Theoretically, immunohaematological problems may develop from any type of ABO-incompatible allogeneic HSCT. The pathogenic mechanisms underlying the conflicting clinical outcomes may involve the difference in ABO blood group antigens and IHA immune response. Different graft sources, diseases, and transplantation procedures influence the production of donor ABO antigens and anti-recipient IHA and the disappearance of anti-donor IHA after allogeneic HSCT. Persistent high host-IHA titres against donor A and/or B antigens after allogeneic HSCT may be responsible for increased transfusion requirements, pure red cell aplasia, and delayed engraftment. We examined the titres of antibody in the groups with major and bidirectional ABO incompatibility and found that the antibody titre of the recipient against the donor was lower than 1:8 at day +56 in 100% of cases. The low level of antibodies in the recipients may have been the reason for protection against haematopoietic suppression in our major ABO-mismatched CBT population. Pre-transplant chemotherapy and depletion of antibody-producing cells by the myeloablative conditioning may contribute to rapid antibody reduction.
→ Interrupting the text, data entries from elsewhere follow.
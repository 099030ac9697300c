use crate::utils::error::{DriveError, Result};
use url::Url;

pub trait Validate {
    fn validate(&self) -> Result<()>;
}

pub fn validate_url(field_name: &str, url_str: &str) -> Result<()> {
    if url_str.is_empty() {
        return Err(DriveError::InvalidConfigValueError {
            field: field_name.to_string(),
            value: url_str.to_string(),
            reason: "URL cannot be empty".to_string(),
        });
    }

    match Url::parse(url_str) {
        Ok(url) => match url.scheme() {
            "http" | "https" => Ok(()),
            scheme => Err(DriveError::InvalidConfigValueError {
                field: field_name.to_string(),
                value: url_str.to_string(),
                reason: format!("Unsupported URL scheme: {}", scheme),
            }),
        },
        Err(e) => Err(DriveError::InvalidConfigValueError {
            field: field_name.to_string(),
            value: url_str.to_string(),
            reason: format!("Invalid URL format: {}", e),
        }),
    }
}

pub fn validate_positive_number(field_name: &str, value: usize, min_value: usize) -> Result<()> {
    if value < min_value {
        return Err(DriveError::InvalidConfigValueError {
            field: field_name.to_string(),
            value: value.to_string(),
            reason: format!("Value must be at least {}", min_value),
        });
    }
    Ok(())
}

pub fn validate_multiple_of(field_name: &str, value: usize, step: usize) -> Result<()> {
    if step == 0 || value % step != 0 {
        return Err(DriveError::InvalidConfigValueError {
            field: field_name.to_string(),
            value: value.to_string(),
            reason: format!("Value must be a multiple of {}", step),
        });
    }
    Ok(())
}

pub fn validate_required_field<'a, T>(field_name: &str, value: &'a Option<T>) -> Result<&'a T> {
    value.as_ref().ok_or_else(|| DriveError::MissingConfigError {
        field: field_name.to_string(),
    })
}

pub fn validate_non_empty_string(field_name: &str, value: &str) -> Result<()> {
    if value.trim().is_empty() {
        return Err(DriveError::InvalidConfigValueError {
            field: field_name.to_string(),
            value: value.to_string(),
            reason: "Value cannot be empty or whitespace-only".to_string(),
        });
    }
    Ok(())
}

pub fn validate_range<T: PartialOrd + std::fmt::Display + Copy>(
    field_name: &str,
    value: T,
    min: T,
    max: T,
) -> Result<()> {
    if value < min || value > max {
        return Err(DriveError::InvalidConfigValueError {
            field: field_name.to_string(),
            value: value.to_string(),
            reason: format!("Value must be between {} and {}", min, max),
        });
    }
    Ok(())
}

#[cfg(test)]
mod tests {
    use super::*;

    #[test]
    fn test_validate_url() {
        assert!(validate_url("api_base", "https://graph.microsoft.com/v1.0").is_ok());
        assert!(validate_url("api_base", "http://127.0.0.1:8080").is_ok());
        assert!(validate_url("api_base", "").is_err());
        assert!(validate_url("api_base", "invalid-url").is_err());
        assert!(validate_url("api_base", "ftp://example.com").is_err());
    }

    #[test]
    fn test_validate_positive_number() {
        assert!(validate_positive_number("upload_chunk_size", 5, 1).is_ok());
        assert!(validate_positive_number("upload_chunk_size", 0, 1).is_err());
    }

    #[test]
    fn test_validate_multiple_of() {
        assert!(validate_multiple_of("upload_chunk_size", 327680 * 4, 327680).is_ok());
        assert!(validate_multiple_of("upload_chunk_size", 1000, 327680).is_err());
        assert!(validate_multiple_of("upload_chunk_size", 10, 0).is_err());
    }

    #[test]
    fn test_validate_required_field() {
        let present = Some("token".to_string());
        let missing: Option<String> = None;
        assert_eq!(
            validate_required_field("access_token", &present).unwrap(),
            "token"
        );
        assert!(matches!(
            validate_required_field("access_token", &missing),
            Err(DriveError::MissingConfigError { .. })
        ));
    }

    #[test]
    fn test_validate_range() {
        assert!(validate_range("request_timeout_seconds", 120u64, 1, 3600).is_ok());
        assert!(validate_range("request_timeout_seconds", 0u64, 1, 3600).is_err());
    }
}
Minor or bidirectional ABO incompatibility has been associated with an increased incidence of passenger lymphocyte syndrome and GVHD among patients receiving an allogeneic bone marrow or peripheral blood stem cell transplant. However, it has been rarely reported in CBT³⁷. Donor anti-host IHA produced after minor or bidirectional ABO-mismatched allogeneic HSCT can attack host endothelial cells expressing A or B antigens, triggering GVHD. We found no cases of passenger lymphocyte syndrome within 1 month after CBT, and no significant differences were observed between the ABO-matched and ABO-mismatched groups in acute GVHD by multivariate analysis. No anti-host IHA was detected in our study at day 56. In addition, only three patients produced low titres of donor-against-recipient ABO-type antibody in the minor mismatch group after extended follow-up. The presence of naive T and B cells in the cord blood graft and higher frequencies and absolute numbers of regulatory B-cell reconstitution after CBT have been correlated, and no donor-derived IHA against recipients can be produced after minor and bidirectional mismatched CBT³⁸. Severe acute GVHD leads to prolonged thrombocytopenia, gastrointestinal bleeding, increased transfusion requirements, and reduced OS^39,40.

Our study had a few shortcomings. The first limitation of this study was that it was a single-centre, retrospective, cohort study. Second, we tested IHA titres but did not identify B-cell reconstitution, which produced IHA. Third, the follow-up period was short. Therefore, a study conducted in multiple centres with a large number of samples, a longer follow-up and with monitoring of B-cell-producing blood group antibodies would help to provide more accurate clinical data.

CONCLUSIONS

In summary, our data suggest that donor-recipient ABO incompatibility does not have a significant impact on transfusion requirements and clinical outcome after myeloablative CBT for haematological malignancies. Rapidly decreasing anti-donor IHA and the non-production of donor anti-recipient A and/or B antibodies might contribute to the good outcome of ABO-incompatible CBT. When there is a choice among several cord blood units, ABO compatibility does not need to be considered as a graft selection criterion.